Friday Jan 29, 2010


As many folks know, Sun and GreenBytes have been having some discussions related to deduplication technology in ZFS. In a large part, this was due to some unfortunate communication breakdowns between us.

In the beginning, the fact that GreenBytes was able to develop their own implementation of deduplication on top of ZFS, was what started our discussions. This is a powerful engineering accomplishment, especially considering the fact that they did this without the help of the ZFS team.

Over the months of 2008, the engineers at GreenBytes and Sun had several productive discussions about deduplication and ZFS. Ultimately, we decided that each engineering team had different needs we needed to meet with regards to the behavior and implementation of deduplication in ZFS.
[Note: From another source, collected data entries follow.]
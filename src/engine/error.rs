//! Label pipeline errors

use thiserror::Error;

use crate::carrier::CarrierError;
use super::builder::BuildError;
use super::overlay::RenderError;

/// Everything that can stop a label from being produced
#[derive(Debug, Error)]
pub enum LabelError {
    /// Caller input is missing or malformed
    #[error("{0}")]
    Validation(String),

    /// Server-side account settings are missing
    #[error("{0}")]
    Config(String),

    #[error(transparent)]
    Carrier(#[from] CarrierError),

    #[error("Label rendering failed: {0}")]
    Render(#[from] RenderError),
}

impl From<BuildError> for LabelError {
    fn from(err: BuildError) -> Self {
        match err {
            BuildError::MissingAccount => LabelError::Config(err.to_string()),
            BuildError::MissingRecipient | BuildError::MissingField(_) => {
                LabelError::Validation(err.to_string())
            }
        }
    }
}

#[cfg(test)]
mod tests {
    use super::*;

    #[test]
    fn test_build_errors_split_by_blame() {
        assert!(matches!(LabelError::from(BuildError::MissingRecipient), LabelError::Validation(_)));
        assert!(matches!(LabelError::from(BuildError::MissingField("zip")), LabelError::Validation(_)));
        assert!(matches!(LabelError::from(BuildError::MissingAccount), LabelError::Config(_)));
    }

    #[test]
    fn test_validation_message_is_verbatim() {
        let err = LabelError::from(BuildError::MissingRecipient);
        assert_eq!(err.to_string(), "Missing 'to' address");
    }
}
//! UPS OAuth client-credentials token cache
//!
//! The identity endpoint hands out bearer tokens that live for a few hours.
//! One token is kept in memory and reused until it is within
//! [`SAFETY_MARGIN_SECS`] of expiring, so most label requests skip the
//! exchange entirely.

use chrono::{DateTime, Duration, Utc};
use reqwest::{header::ACCEPT, Client};
use serde::{Deserialize, Deserializer};
use tokio::sync::Mutex;
use tracing::{debug, info, warn};

use crate::carrier::http_client::error_body;
use crate::carrier::traits::{AccessToken, CarrierError, CarrierResult};

/// Remaining lifetime below which a cached token is replaced
pub const SAFETY_MARGIN_SECS: i64 = 60;

/// A token and the absolute time it stops being valid
#[derive(Debug, Clone)]
struct Credential {
    token: String,
    expires_at: DateTime<Utc>,
}

impl Credential {
    fn is_usable_at(&self, now: DateTime<Utc>) -> bool {
        !self.token.is_empty() && now < self.expires_at - Duration::seconds(SAFETY_MARGIN_SECS)
    }

    fn ttl_at(&self, now: DateTime<Utc>) -> i64 {
        (self.expires_at - now).num_seconds().max(0)
    }

    fn to_access_token(&self, now: DateTime<Utc>) -> AccessToken {
        AccessToken {
            token: self.token.clone(),
            ttl_seconds: self.ttl_at(now),
        }
    }
}

/// Identity endpoint response
#[derive(Debug, Deserialize)]
struct TokenResponse {
    #[serde(default)]
    access_token: String,
    /// UPS sends this as a string; other servers send a number
    #[serde(default, deserialize_with = "lenient_seconds")]
    expires_in: i64,
}

fn lenient_seconds<'de, D>(deserializer: D) -> Result<i64, D::Error>
where
    D: Deserializer<'de>,
{
    let value = Option::<serde_json::Value>::deserialize(deserializer)?;
    Ok(match value {
        Some(serde_json::Value::Number(n)) => n
            .as_i64()
            .or_else(|| n.as_f64().map(|f| f as i64))
            .unwrap_or(0),
        Some(serde_json::Value::String(s)) => s.trim().parse().unwrap_or(0),
        _ => 0,
    })
}

/// Obtains and caches UPS bearer tokens
///
/// The cache lock is held across the exchange, so callers racing on a stale
/// token wait for one exchange instead of each performing their own.
pub struct CredentialManager {
    http: Client,
    token_url: String,
    client_id: String,
    client_secret: String,
    timeout: std::time::Duration,
    cache: Mutex<Option<Credential>>,
}

impl CredentialManager {
    pub fn new(
        http: Client,
        token_url: String,
        client_id: String,
        client_secret: String,
        timeout: std::time::Duration,
    ) -> Self {
        CredentialManager {
            http,
            token_url,
            client_id,
            client_secret,
            timeout,
            cache: Mutex::new(None),
        }
    }

    /// Return a usable token, exchanging credentials if needed
    pub async fn get_token(&self) -> CarrierResult<AccessToken> {
        self.get_token_at(Utc::now()).await
    }

    pub(crate) async fn get_token_at(&self, now: DateTime<Utc>) -> CarrierResult<AccessToken> {
        let mut cache = self.cache.lock().await;

        if let Some(credential) = cache.as_ref().filter(|c| c.is_usable_at(now)) {
            debug!(ttl_seconds = credential.ttl_at(now), "Reusing cached UPS token");
            return Ok(credential.to_access_token(now));
        }

        let credential = self.exchange(now).await?;
        let token = credential.to_access_token(now);
        *cache = Some(credential);
        Ok(token)
    }

    async fn exchange(&self, now: DateTime<Utc>) -> CarrierResult<Credential> {
        if self.client_id.is_empty() || self.client_secret.is_empty() {
            return Err(CarrierError::NotConfigured(
                "UPS client id and secret must both be set".to_string(),
            ));
        }

        debug!(url = %self.token_url, "Requesting UPS access token");

        let response = self
            .http
            .post(&self.token_url)
            .basic_auth(&self.client_id, Some(&self.client_secret))
            .header(ACCEPT, "application/json")
            .form(&[("grant_type", "client_credentials")])
            .timeout(self.timeout)
            .send()
            .await?;

        let status = response.status();
        if !status.is_success() {
            let body = error_body(response).await;
            warn!(status = status.as_u16(), "UPS token exchange rejected");
            return Err(CarrierError::AuthFailed {
                status: status.as_u16(),
                body,
            });
        }

        let text = response.text().await?;
        let parsed: TokenResponse = serde_json::from_str(&text)
            .map_err(|e| CarrierError::MalformedResponse(format!("token response: {}", e)))?;

        if parsed.access_token.is_empty() {
            return Err(CarrierError::MalformedResponse(
                "token response has no access_token".to_string(),
            ));
        }

        let expires_at = Duration::try_seconds(parsed.expires_in)
            .and_then(|lifetime| now.checked_add_signed(lifetime))
            .ok_or_else(|| {
                CarrierError::MalformedResponse(format!(
                    "token expires_in out of range: {}",
                    parsed.expires_in
                ))
            })?;

        info!(expires_in = parsed.expires_in, "Obtained UPS access token");

        Ok(Credential {
            token: parsed.access_token,
            expires_at,
        })
    }
}
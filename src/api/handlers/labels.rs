//! Label creation endpoint

use actix_web::{
    http::header::{ContentDisposition, DispositionParam, DispositionType},
    web, HttpResponse,
};
use serde::Deserialize;
use std::time::Instant;
use tracing::info;
use utoipa::IntoParams;

use crate::domain::LabelOrder;
use crate::engine::{LabelError, LabelPayload};
use crate::AppState;

/// Query options for label creation
#[derive(Debug, Default, Deserialize, IntoParams)]
#[into_params(parameter_in = Query)]
pub struct CreateLabelQuery {
    /// `1` or `true` returns a JSON envelope instead of the document
    pub json: Option<String>,
}

impl CreateLabelQuery {
    pub fn wants_json(&self) -> bool {
        matches!(
            self.json.as_deref().map(str::trim).map(str::to_ascii_lowercase).as_deref(),
            Some("1" | "true" | "yes")
        )
    }
}

/// POST /labels/create - Create a shipping or return label
#[utoipa::path(
    post,
    path = "/labels/create",
    tag = "labels",
    params(CreateLabelQuery),
    request_body = LabelOrder,
    responses(
        (status = 200, description = "Label document download, or the JSON envelope with ?json=1", body = crate::engine::LabelEnvelope),
        (status = 400, description = "Missing or invalid recipient", body = crate::api::error::ErrorResponse),
        (status = 500, description = "Configuration, credential, carrier or rendering failure", body = crate::api::error::ErrorResponse)
    )
)]
pub async fn create_label(
    state: web::Data<AppState>,
    query: web::Query<CreateLabelQuery>,
    body: web::Json<LabelOrder>,
) -> Result<HttpResponse, LabelError> {
    let start = Instant::now();
    let json_requested = query.wants_json();

    info!(
        mode = body.mode.as_deref().unwrap_or("outbound"),
        format = body.format.as_deref().unwrap_or("PDF"),
        json = json_requested,
        "Processing label request"
    );

    let payload = state.labels.create_label(&body, json_requested).await?;

    info!(elapsed_ms = start.elapsed().as_millis() as u64, "Label request complete");

    Ok(match payload {
        LabelPayload::Binary { bytes, content_type, filename } => HttpResponse::Ok()
            .content_type(content_type)
            .insert_header(ContentDisposition {
                disposition: DispositionType::Attachment,
                parameters: vec![DispositionParam::Filename(filename)],
            })
            .body(bytes),
        LabelPayload::Json(envelope) => HttpResponse::Ok().json(envelope),
    })
}
//! UPS Shipping API wire models
//!
//! Request structs serialize to the `ShipmentRequest` JSON document, response
//! structs cover only the parts of `ShipmentResponse` we read. They are
//! mapped to and from domain types in the mapper module.

use serde::{Deserialize, Serialize};

// ============================================================================
// Shared
// ============================================================================

/// `{ "Code": ..., "Description": ... }`, used all over the UPS schema
#[derive(Debug, Clone, PartialEq, Serialize, Deserialize)]
#[serde(rename_all = "PascalCase")]
pub struct UpsCode {
    pub code: String,
    #[serde(default, skip_serializing_if = "Option::is_none")]
    pub description: Option<String>,
}

impl UpsCode {
    pub fn new(code: impl Into<String>) -> Self {
        UpsCode { code: code.into(), description: None }
    }

    pub fn described(code: impl Into<String>, description: Option<String>) -> Self {
        UpsCode { code: code.into(), description }
    }
}

// ============================================================================
// Shipment Request
// ============================================================================

#[derive(Debug, Serialize)]
#[serde(rename_all = "PascalCase")]
pub struct UpsShipmentEnvelope {
    pub shipment_request: UpsShipmentRequest,
}

#[derive(Debug, Serialize)]
#[serde(rename_all = "PascalCase")]
pub struct UpsShipmentRequest {
    pub request: UpsRequestInfo,
    pub shipment: UpsShipment,
    pub label_specification: UpsLabelSpecification,
}

#[derive(Debug, Serialize)]
#[serde(rename_all = "PascalCase")]
pub struct UpsRequestInfo {
    pub request_option: String,
    pub transaction_reference: UpsTransactionReference,
}

#[derive(Debug, Serialize)]
#[serde(rename_all = "PascalCase")]
pub struct UpsTransactionReference {
    pub customer_context: String,
}

#[derive(Debug, Serialize)]
#[serde(rename_all = "PascalCase")]
pub struct UpsShipment {
    #[serde(skip_serializing_if = "Option::is_none")]
    pub description: Option<String>,
    pub shipper: UpsShipper,
    pub ship_to: UpsParty,
    pub ship_from: UpsParty,
    pub payment_information: UpsPaymentInformation,
    pub service: UpsCode,
    pub package: Vec<UpsPackage>,
    /// Present only on return shipments ("9" = print return label)
    #[serde(skip_serializing_if = "Option::is_none")]
    pub return_service: Option<UpsCode>,
}

#[derive(Debug, Serialize)]
#[serde(rename_all = "PascalCase")]
pub struct UpsShipper {
    pub name: String,
    pub attention_name: String,
    pub shipper_number: String,
    #[serde(skip_serializing_if = "Option::is_none")]
    pub phone: Option<UpsPhone>,
    pub address: UpsAddress,
}

#[derive(Debug, Serialize)]
#[serde(rename_all = "PascalCase")]
pub struct UpsParty {
    pub name: String,
    pub attention_name: String,
    #[serde(skip_serializing_if = "Option::is_none")]
    pub phone: Option<UpsPhone>,
    pub address: UpsAddress,
}

#[derive(Debug, Serialize)]
#[serde(rename_all = "PascalCase")]
pub struct UpsPhone {
    pub number: String,
}

#[derive(Debug, Serialize)]
#[serde(rename_all = "PascalCase")]
pub struct UpsAddress {
    pub address_line: Vec<String>,
    pub city: String,
    pub state_province_code: String,
    pub postal_code: String,
    pub country_code: String,
}

#[derive(Debug, Serialize)]
#[serde(rename_all = "PascalCase")]
pub struct UpsPaymentInformation {
    pub shipment_charge: Vec<UpsShipmentCharge>,
}

#[derive(Debug, Serialize)]
#[serde(rename_all = "PascalCase")]
pub struct UpsShipmentCharge {
    /// "01" = transportation charges
    #[serde(rename = "Type")]
    pub charge_type: String,
    pub bill_shipper: UpsBillShipper,
}

#[derive(Debug, Serialize)]
#[serde(rename_all = "PascalCase")]
pub struct UpsBillShipper {
    pub account_number: String,
}

#[derive(Debug, Serialize)]
#[serde(rename_all = "PascalCase")]
pub struct UpsPackage {
    pub description: String,
    pub packaging: UpsCode,
    pub dimensions: UpsDimensions,
    pub package_weight: UpsPackageWeight,
    pub package_service_options: UpsPackageServiceOptions,
    pub reference_number: Vec<UpsReferenceNumber>,
}

#[derive(Debug, Serialize)]
#[serde(rename_all = "PascalCase")]
pub struct UpsDimensions {
    pub unit_of_measurement: UpsCode,
    pub length: String,
    pub width: String,
    pub height: String,
}

#[derive(Debug, Serialize)]
#[serde(rename_all = "PascalCase")]
pub struct UpsPackageWeight {
    pub unit_of_measurement: UpsCode,
    pub weight: String,
}

#[derive(Debug, Serialize)]
#[serde(rename_all = "PascalCase")]
pub struct UpsPackageServiceOptions {
    pub declared_value: UpsDeclaredValue,
}

#[derive(Debug, Serialize)]
#[serde(rename_all = "PascalCase")]
pub struct UpsDeclaredValue {
    pub currency_code: String,
    pub monetary_value: String,
}

#[derive(Debug, Serialize)]
#[serde(rename_all = "PascalCase")]
pub struct UpsReferenceNumber {
    pub value: String,
}

#[derive(Debug, Serialize)]
#[serde(rename_all = "PascalCase")]
pub struct UpsLabelSpecification {
    pub label_image_format: UpsCode,
    /// Required by UPS for GIF labels
    #[serde(rename = "HTTPUserAgent", skip_serializing_if = "Option::is_none")]
    pub http_user_agent: Option<String>,
}

// ============================================================================
// Shipment Response
// ============================================================================

#[derive(Debug, Deserialize)]
#[serde(rename_all = "PascalCase")]
pub struct UpsShipmentResponseEnvelope {
    pub shipment_response: UpsShipmentResponse,
}

#[derive(Debug, Deserialize)]
#[serde(rename_all = "PascalCase")]
pub struct UpsShipmentResponse {
    #[serde(default)]
    pub shipment_results: Option<UpsShipmentResults>,
}

#[derive(Debug, Deserialize)]
#[serde(rename_all = "PascalCase")]
pub struct UpsShipmentResults {
    #[serde(default)]
    pub shipment_identification_number: Option<String>,
    #[serde(default)]
    pub package_results: Option<OneOrMany<UpsPackageResult>>,
}

#[derive(Debug, Clone, Deserialize)]
#[serde(rename_all = "PascalCase")]
pub struct UpsPackageResult {
    #[serde(default)]
    pub tracking_number: Option<String>,
    #[serde(default)]
    pub shipping_label: Option<UpsShippingLabel>,
}

#[derive(Debug, Clone, Deserialize)]
#[serde(rename_all = "PascalCase")]
pub struct UpsShippingLabel {
    #[serde(default)]
    pub image_format: Option<UpsCode>,
    #[serde(default)]
    pub graphic_image: Option<String>,
}

/// UPS returns a bare object for one package and an array for several
#[derive(Debug, Clone, Deserialize)]
#[serde(untagged)]
pub enum OneOrMany<T> {
    Many(Vec<T>),
    One(T),
}

impl<T> OneOrMany<T> {
    /// The first (for our single-package shipments, the only) element
    pub fn into_first(self) -> Option<T> {
        match self {
            OneOrMany::One(item) => Some(item),
            OneOrMany::Many(items) => items.into_iter().next(),
        }
    }
}

#[cfg(test)]
mod tests {
    use super::*;

    #[test]
    fn test_code_serializes_pascal_case() {
        let value = serde_json::to_value(UpsCode::described("03", Some("Ground".to_string()))).unwrap();
        assert_eq!(value["Code"], "03");
        assert_eq!(value["Description"], "Ground");

        let bare = serde_json::to_value(UpsCode::new("9")).unwrap();
        assert!(bare.get("Description").is_none());
    }

    #[test]
    fn test_one_or_many() {
        let one: OneOrMany<u32> = serde_json::from_str("7").unwrap();
        let many: OneOrMany<u32> = serde_json::from_str("[7, 8]").unwrap();
        let empty: OneOrMany<u32> = serde_json::from_str("[]").unwrap();
        assert_eq!(one.into_first(), Some(7));
        assert_eq!(many.into_first(), Some(7));
        assert_eq!(empty.into_first(), None);
    }
}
While each of our deduplication technologies are unique, they have different strengths, which is what Open Source development is all about - nobody has to wholly agree on the right approach, and is free to do their own thing. I think both Sun and GreenBytes have a lot of respect for each other's engineering teams due to these discussions over the past two years.

Sun definitely looks forward to possible forthcoming contributions to OpenSolaris and ZFS in the future from GreenBytes, as they represent the spirit of Open Source that Sun hoped to cultivate with the CDDL.

We're glad we were able to resolve this misunderstanding, and we are looking forward to cooperatively working together through the OpenSolaris community in the future.

Friday May 12, 2006

Ditto Blocks - The Amazing Tape Repellent

I still remember the smell...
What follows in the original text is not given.